**Given data**:
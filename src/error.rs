// ABOUTME: Centralized error handling system with detailed context and logging
// ABOUTME: Maps application errors to HTTP responses without leaking internals

use axum::{
    Json,
    http::StatusCode,
    response::{IntoResponse, Response},
};
use serde::Serialize;
use serde_json::json;
use std::fmt;

/// One per-field validation failure, rendered back to the submitting form.
#[derive(Debug, Clone, Serialize, PartialEq)]
pub struct FieldError {
    pub field: &'static str,
    pub message: String,
}

impl FieldError {
    pub fn new(field: &'static str, message: impl Into<String>) -> Self {
        Self {
            field,
            message: message.into(),
        }
    }
}

#[derive(Debug)]
pub enum AppError {
    Database(sea_orm::DbErr),
    Validation(Vec<FieldError>),
    DuplicateUsername(String),
    InvalidCredentials,
    Unauthorized(String),
    NotFound(String),
    BadRequest(String),
    Internal(String),
}

impl fmt::Display for AppError {
    fn fmt(&self, f: &mut fmt::Formatter<'_>) -> fmt::Result {
        match self {
            AppError::Database(err) => write!(f, "Database error: {}", err),
            AppError::Validation(errors) => write!(f, "Validation failed ({} fields)", errors.len()),
            AppError::DuplicateUsername(name) => write!(f, "Username already taken: {}", name),
            AppError::InvalidCredentials => write!(f, "Invalid username or password"),
            AppError::Unauthorized(msg) => write!(f, "Unauthorized: {}", msg),
            AppError::NotFound(msg) => write!(f, "Not found: {}", msg),
            AppError::BadRequest(msg) => write!(f, "Bad request: {}", msg),
            AppError::Internal(msg) => write!(f, "Internal error: {}", msg),
        }
    }
}

impl std::error::Error for AppError {}

impl IntoResponse for AppError {
    fn into_response(self) -> Response {
        let (status, body) = match &self {
            AppError::Database(_) => {
                tracing::error!("Database error: {}", self);
                (
                    StatusCode::INTERNAL_SERVER_ERROR,
                    json!({"error": "Database operation failed"}),
                )
            }
            AppError::Validation(errors) => {
                tracing::info!("Validation failed: {:?}", errors);
                (
                    StatusCode::UNPROCESSABLE_ENTITY,
                    json!({"error": "Validation failed", "errors": errors}),
                )
            }
            AppError::DuplicateUsername(_) => {
                tracing::info!("{}", self);
                (
                    StatusCode::CONFLICT,
                    json!({"error": "Username already taken"}),
                )
            }
            // One message for unknown user and wrong password, deliberately.
            AppError::InvalidCredentials => {
                tracing::info!("Login failed");
                (
                    StatusCode::UNAUTHORIZED,
                    json!({"error": "Invalid username or password"}),
                )
            }
            AppError::Unauthorized(msg) => {
                tracing::warn!("Unauthorized access: {}", msg);
                (
                    StatusCode::UNAUTHORIZED,
                    json!({"error": "Authentication required"}),
                )
            }
            // Ownership failures render identically to nonexistent rows so
            // another user's resource ids cannot be probed.
            AppError::NotFound(msg) => {
                tracing::info!("Resource not found: {}", msg);
                (StatusCode::NOT_FOUND, json!({"error": "Resource not found"}))
            }
            AppError::BadRequest(msg) => {
                tracing::warn!("Bad request: {}", msg);
                (StatusCode::BAD_REQUEST, json!({"error": msg}))
            }
            AppError::Internal(_) => {
                tracing::error!("Internal error: {}", self);
                (
                    StatusCode::INTERNAL_SERVER_ERROR,
                    json!({"error": "Internal server error"}),
                )
            }
        };

        let status_code = status.as_u16();
        let mut body = body;
        if let Some(obj) = body.as_object_mut() {
            obj.insert("status".to_string(), json!(status_code));
        }

        (status, Json(body)).into_response()
    }
}

impl From<sea_orm::DbErr> for AppError {
    fn from(err: sea_orm::DbErr) -> Self {
        AppError::Database(err)
    }
}

impl From<anyhow::Error> for AppError {
    fn from(err: anyhow::Error) -> Self {
        AppError::Internal(err.to_string())
    }
}

impl From<std::io::Error> for AppError {
    fn from(err: std::io::Error) -> Self {
        AppError::Internal(format!("I/O error: {}", err))
    }
}

impl From<axum::extract::multipart::MultipartError> for AppError {
    fn from(err: axum::extract::multipart::MultipartError) -> Self {
        AppError::BadRequest(format!("Malformed multipart request: {}", err))
    }
}

impl From<argon2::password_hash::Error> for AppError {
    fn from(err: argon2::password_hash::Error) -> Self {
        AppError::Internal(format!("Password hashing failed: {}", err))
    }
}

pub type Result<T> = std::result::Result<T, AppError>;
// ABOUTME: Equipment handlers for cameras, lenses, and filters
// ABOUTME: Inserts are scoped to the acting user; /materials feeds the frame-form dropdowns

use axum::{
    Form, Json,
    extract::State,
    response::{Html, Redirect},
};

use crate::AppState;
use crate::error::Result;
use crate::session::CurrentUser;
use crate::types::{CameraForm, FilterForm, LensForm, MaterialsResponse};

pub async fn add_camera_page(_user: CurrentUser) -> Html<&'static str> {
    Html(include_str!("../static/add_camera.html"))
}

pub async fn add_camera(
    State(state): State<AppState>,
    CurrentUser(user): CurrentUser,
    Form(form): Form<CameraForm>,
) -> Result<Redirect> {
    let data = form.validate()?;
    let camera = state.storage.add_camera(user.id, data).await?;
    tracing::info!(user_id = user.id, camera_id = camera.id, "added camera");
    Ok(Redirect::to("/"))
}

pub async fn add_lens_page(_user: CurrentUser) -> Html<&'static str> {
    Html(include_str!("../static/add_lens.html"))
}

pub async fn add_lens(
    State(state): State<AppState>,
    CurrentUser(user): CurrentUser,
    Form(form): Form<LensForm>,
) -> Result<Redirect> {
    let data = form.validate()?;
    let lens = state.storage.add_lens(user.id, data).await?;
    tracing::info!(user_id = user.id, lens_id = lens.id, "added lens");
    Ok(Redirect::to("/"))
}

pub async fn add_filter_page(_user: CurrentUser) -> Html<&'static str> {
    Html(include_str!("../static/add_filter.html"))
}

pub async fn add_filter(
    State(state): State<AppState>,
    CurrentUser(user): CurrentUser,
    Form(form): Form<FilterForm>,
) -> Result<Redirect> {
    let data = form.validate()?;
    let filter = state.storage.add_filter(user.id, data).await?;
    tracing::info!(user_id = user.id, filter_id = filter.id, "added filter");
    Ok(Redirect::to("/"))
}

/// `GET /materials` — the caller's cameras, lenses, and filters.
pub async fn materials(
    State(state): State<AppState>,
    CurrentUser(user): CurrentUser,
) -> Result<Json<MaterialsResponse>> {
    let cameras = state.storage.list_cameras(user.id).await?;
    let lenses = state.storage.list_lenses(user.id).await?;
    let filters = state.storage.list_filters(user.id).await?;
    Ok(Json(MaterialsResponse {
        cameras,
        lenses,
        filters,
    }))
}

**Exercise instructions**:
Every line of the listing that includes the word "body" forms the answer.

**Response to the exercise**:
        let (status, body) = match &self {
        let mut body = body;
        if let Some(obj) = body.as_object_mut() {
        (status, Json(body)).into_response()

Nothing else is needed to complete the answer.